> **PROBLEM DETAILS**:
Copy exactly the lines from the start of the data below through the one that carries "#[derive(Debug, Clone, Serialize, Deserialize)]", and only those.

(EXERCISE DATA Opens)

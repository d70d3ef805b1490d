//! Configuration and secrets (§4.8): mode validation plus the fields shared
//! across every component. Layered with `figment` the way the rest of this
//! codebase builds its config structs — defaults, then environment overrides.

use crate::error::CoreError;
use crate::secrets::{resolve_secret, SecretStore};
use figment::providers::{Env, Serialized};
use figment::Figment;
use serde::{Deserialize, Serialize};

#[derive(Debug, Clone, Copy, PartialEq, Eq, Serialize, Deserialize)]
#[serde(rename_all = "snake_case")]
pub enum PlayhqMode {
    Public,
    Private,
}

impl Default for PlayhqMode {
    fn default() -> Self {
        PlayhqMode::Public
    }
}

#[derive(Debug, Clone, PartialEq, Eq, Serialize, Deserialize)]
pub struct TeamInfo {
    pub name: String,
    pub team_id: String,
}

/// The CSCC identifier bundle: `{tenant, org_id, season_id, grade_id, teams}`.
#[derive(Debug, Clone, PartialEq, Eq, Serialize, Deserialize)]
pub struct IdsBundle {
    pub tenant: String,
    pub org_id: String,
    pub season_id: String,
    pub grade_id: String,
    pub teams: Vec<TeamInfo>,
}

impl IdsBundle {
    pub fn team_ids(&self) -> Vec<&str> {
        self.teams.iter().map(|t| t.team_id.as_str()).collect()
    }
}

fn default_region() -> String {
    "australia-southeast1".to_string()
}

fn default_vertex_model() -> String {
    "gemini-1.5-flash".to_string()
}

fn default_embed_model() -> String {
    "text-embedding-005".to_string()
}

fn default_playhq_base_url() -> String {
    "https://api.playhq.com/v1".to_string()
}

fn default_match_days() -> String {
    "Fri,Sat".to_string()
}

fn default_recent_completed_limit() -> usize {
    5
}

fn default_local_file_path() -> String {
    "./cricket-store.sled".to_string()
}

#[derive(Debug, Clone, Serialize, Deserialize)]
pub struct Settings {
    #[serde(default)]
    pub mode: PlayhqMode,
    pub gcp_project: Option<String>,
    #[serde(default = "default_region")]
    pub region: String,
    #[serde(default = "default_vertex_model")]
    pub vertex_model: String,
    #[serde(default = "default_embed_model")]
    pub embed_model: String,
    #[serde(default = "default_playhq_base_url")]
    pub playhq_base_url: String,
    pub object_storage_bucket: Option<String>,
    #[serde(default = "default_match_days")]
    pub match_days: String,
    #[serde(default = "default_recent_completed_limit")]
    pub recent_completed_limit: usize,

    /// Backend endpoints for the four vector-store tiers (§4.3). Any subset
    /// may be configured; the tiered store uses whichever are present, in
    /// this priority order.
    pub managed_index_url: Option<String>,
    pub managed_index_token: Option<String>,
    pub document_db_url: Option<String>,
    pub document_db_token: Option<String>,
    pub kv_cache_redis_url: Option<String>,
    #[serde(default = "default_local_file_path")]
    pub local_file_path: String,

    /// Secret references: either a `projects/...` Secret Manager reference
    /// or a literal value, resolved at startup via [`resolve_secret`].
    pub secret_playhq_api_key: Option<String>,
    pub secret_ids_bundle: Option<String>,
    pub secret_internal_token: Option<String>,
    pub secret_playhq_private_token: Option<String>,
    pub secret_playhq_webhook_secret: Option<String>,

    #[serde(skip)]
    pub playhq_api_key: Option<String>,
    #[serde(skip)]
    pub ids_bundle: Option<IdsBundle>,
    #[serde(skip)]
    pub internal_token: Option<String>,
    #[serde(skip)]
    pub playhq_private_token: Option<String>,
    #[serde(skip)]
    pub playhq_webhook_secret: Option<String>,
}

impl Default for Settings {
    fn default() -> Self {
        Self {
            mode: PlayhqMode::Public,
            gcp_project: None,
            region: default_region(),
            vertex_model: default_vertex_model(),
            embed_model: default_embed_model(),
            playhq_base_url: default_playhq_base_url(),
            object_storage_bucket: None,
            match_days: default_match_days(),
            recent_completed_limit: default_recent_completed_limit(),
            managed_index_url: None,
            managed_index_token: None,
            document_db_url: None,
            document_db_token: None,
            kv_cache_redis_url: None,
            local_file_path: default_local_file_path(),
            secret_playhq_api_key: None,
            secret_ids_bundle: None,
            secret_internal_token: None,
            secret_playhq_private_token: None,
            secret_playhq_webhook_secret: None,
            playhq_api_key: None,
            ids_bundle: None,
            internal_token: None,
            playhq_private_token: None,
            playhq_webhook_secret: None,
        }
    }
}

impl Settings {
    /// Loads defaults, then overrides from `CRICKET_`-prefixed environment
    /// variables, then resolves secrets and validates. Does not itself read
    /// the process environment's secret-manager backend; call
    /// [`Settings::resolve_and_validate`] with a concrete [`SecretStore`].
    pub fn load() -> miette::Result<Self> {
        use miette::IntoDiagnostic;
        Figment::from(Serialized::defaults(Settings::default()))
            .merge(Env::prefixed("CRICKET_"))
            .extract()
            .into_diagnostic()
    }

    pub fn resolve_and_validate(mut self, store: &dyn SecretStore) -> Result<Self, CoreError> {
        if let Some(reference) = &self.secret_playhq_api_key {
            self.playhq_api_key = Some(resolve_secret(reference, store)?);
        }
        if let Some(reference) = &self.secret_ids_bundle {
            let bundle_json = resolve_secret(reference, store)?;
            let bundle: IdsBundle = serde_json::from_str(&bundle_json).map_err(|e| CoreError::Malformed {
                entity: "ids_bundle",
                reason: e.to_string(),
            })?;
            self.ids_bundle = Some(bundle);
        }
        if let Some(reference) = &self.secret_internal_token {
            self.internal_token = Some(resolve_secret(reference, store)?);
        }
        if self.mode == PlayhqMode::Private {
            if let Some(reference) = &self.secret_playhq_private_token {
                self.playhq_private_token = Some(resolve_secret(reference, store)?);
            }
            if let Some(reference) = &self.secret_playhq_webhook_secret {
                self.playhq_webhook_secret = Some(resolve_secret(reference, store)?);
            }
        }

        self.validate()?;
        Ok(self)
    }

    fn validate(&self) -> Result<(), CoreError> {
        let mut missing = Vec::new();

        if self.playhq_api_key.is_none() {
            missing.push("secret_playhq_api_key is required".to_string());
        }
        if self.ids_bundle.is_none() {
            missing.push("secret_ids_bundle is required".to_string());
        }
        if self.internal_token.is_none() {
            missing.push("secret_internal_token is required".to_string());
        }
        if self.mode == PlayhqMode::Private {
            if self.playhq_private_token.is_none() {
                missing.push("secret_playhq_private_token is required in private mode".to_string());
            }
            if self.playhq_webhook_secret.is_none() {
                missing.push("secret_playhq_webhook_secret is required in private mode".to_string());
            }
        }

        if let Some(bundle) = &self.ids_bundle {
            if bundle.tenant.is_empty() {
                missing.push("ids_bundle is missing tenant".to_string());
            }
            if bundle.org_id.is_empty() {
                missing.push("ids_bundle is missing org_id".to_string());
            }
            if bundle.season_id.is_empty() {
                missing.push("ids_bundle is missing season_id".to_string());
            }
            if bundle.grade_id.is_empty() {
                missing.push("ids_bundle is missing grade_id".to_string());
            }
            if bundle.teams.is_empty() {
                missing.push("ids_bundle has no teams".to_string());
            }
        }

        if missing.is_empty() {
            Ok(())
        } else {
            Err(CoreError::Configuration { missing })
        }
    }

    pub fn is_private_mode(&self) -> bool {
        self.mode == PlayhqMode::Private
    }

    /// The two headers every upstream API call carries (§4.1).
    pub fn playhq_headers(&self) -> Vec<(&'static str, String)> {
        let mut headers = Vec::new();
        if let Some(key) = &self.playhq_api_key {
            headers.push(("x-api-key", key.clone()));
        }
        if let Some(bundle) = &self.ids_bundle {
            headers.push(("x-phq-tenant", bundle.tenant.clone()));
        }
        headers
    }
}

#[cfg(test)]
mod tests {
    use super::*;
    use crate::secrets::LiteralSecretStore;

    #[test]
    fn validate_lists_every_missing_secret_for_public_mode() {
        let settings = Settings::default();
        let err = settings.resolve_and_validate(&LiteralSecretStore).unwrap_err();
        match err {
            CoreError::Configuration { missing } => {
                assert!(missing.iter().any(|m| m.contains("playhq_api_key")));
                assert!(missing.iter().any(|m| m.contains("ids_bundle")));
                assert!(missing.iter().any(|m| m.contains("internal_token")));
            }
            _ => panic!("expected Configuration error"),
        }
    }

    #[test]
    fn private_mode_requires_webhook_secret_and_private_token() {
        let mut settings = Settings::default();
        settings.mode = PlayhqMode::Private;
        settings.secret_playhq_api_key = Some("dev-key".to_string());
        settings.secret_internal_token = Some("dev-token".to_string());
        settings.secret_ids_bundle = Some(
            serde_json::json!({
                "tenant": "cscc",
                "org_id": "org-1",
                "season_id": "season-1",
                "grade_id": "grade-1",
                "teams": [{"name": "Caroline Springs Blue U10", "team_id": "t1"}],
            })
            .to_string(),
        );

        let err = settings.resolve_and_validate(&LiteralSecretStore).unwrap_err();
        match err {
            CoreError::Configuration { missing } => {
                assert!(missing.iter().any(|m| m.contains("private_token")));
                assert!(missing.iter().any(|m| m.contains("webhook_secret")));
            }
            _ => panic!("expected Configuration error"),
        }
    }

    #[test]
    fn fully_configured_public_mode_validates() {
        let mut settings = Settings::default();
        settings.secret_playhq_api_key = Some("dev-key".to_string());
        settings.secret_internal_token = Some("dev-token".to_string());
        settings.secret_ids_bundle = Some(
            serde_json::json!({
                "tenant": "cscc",
                "org_id": "org-1",
                "season_id": "season-1",
                "grade_id": "grade-1",
                "teams": [{"name": "Caroline Springs Blue U10", "team_id": "t1"}],
            })
            .to_string(),
        );

        let resolved = settings.resolve_and_validate(&LiteralSecretStore).unwrap();
        assert_eq!(resolved.playhq_headers().len(), 2);
    }
}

(EXERCISE DATA Closes)

> **EXERCISE OUTPUT**:
repository d70d3ef805b1490d
//! Configuration and secrets (§4.8): mode validation plus the fields shared
//! across every component. Layered with `figment` the way the rest of this
//! codebase builds its config structs — defaults, then environment overrides.

use crate::error::CoreError;
use crate::secrets::{resolve_secret, SecretStore};
use figment::providers::{Env, Serialized};
use figment::Figment;
use serde::{Deserialize, Serialize};

#[derive(Debug, Clone, Copy, PartialEq, Eq, Serialize, Deserialize)]
#[serde(rename_all = "snake_case")]
pub enum PlayhqMode {
    Public,
    Private,
}

impl Default for PlayhqMode {
    fn default() -> Self {
        PlayhqMode::Public
    }
}

#[derive(Debug, Clone, PartialEq, Eq, Serialize, Deserialize)]
pub struct TeamInfo {
    pub name: String,
    pub team_id: String,
}

/// The CSCC identifier bundle: `{tenant, org_id, season_id, grade_id, teams}`.
#[derive(Debug, Clone, PartialEq, Eq, Serialize, Deserialize)]
pub struct IdsBundle {
    pub tenant: String,
    pub org_id: String,
    pub season_id: String,
    pub grade_id: String,
    pub teams: Vec<TeamInfo>,
}

impl IdsBundle {
    pub fn team_ids(&self) -> Vec<&str> {
        self.teams.iter().map(|t| t.team_id.as_str()).collect()
    }
}

fn default_region() -> String {
    "australia-southeast1".to_string()
}

fn default_vertex_model() -> String {
    "gemini-1.5-flash".to_string()
}

fn default_embed_model() -> String {
    "text-embedding-005".to_string()
}

fn default_playhq_base_url() -> String {
    "https://api.playhq.com/v1".to_string()
}

fn default_match_days() -> String {
    "Fri,Sat".to_string()
}

fn default_recent_completed_limit() -> usize {
    5
}

fn default_local_file_path() -> String {
    "./cricket-store.sled".to_string()
}

#[derive(Debug, Clone, Serialize, Deserialize)]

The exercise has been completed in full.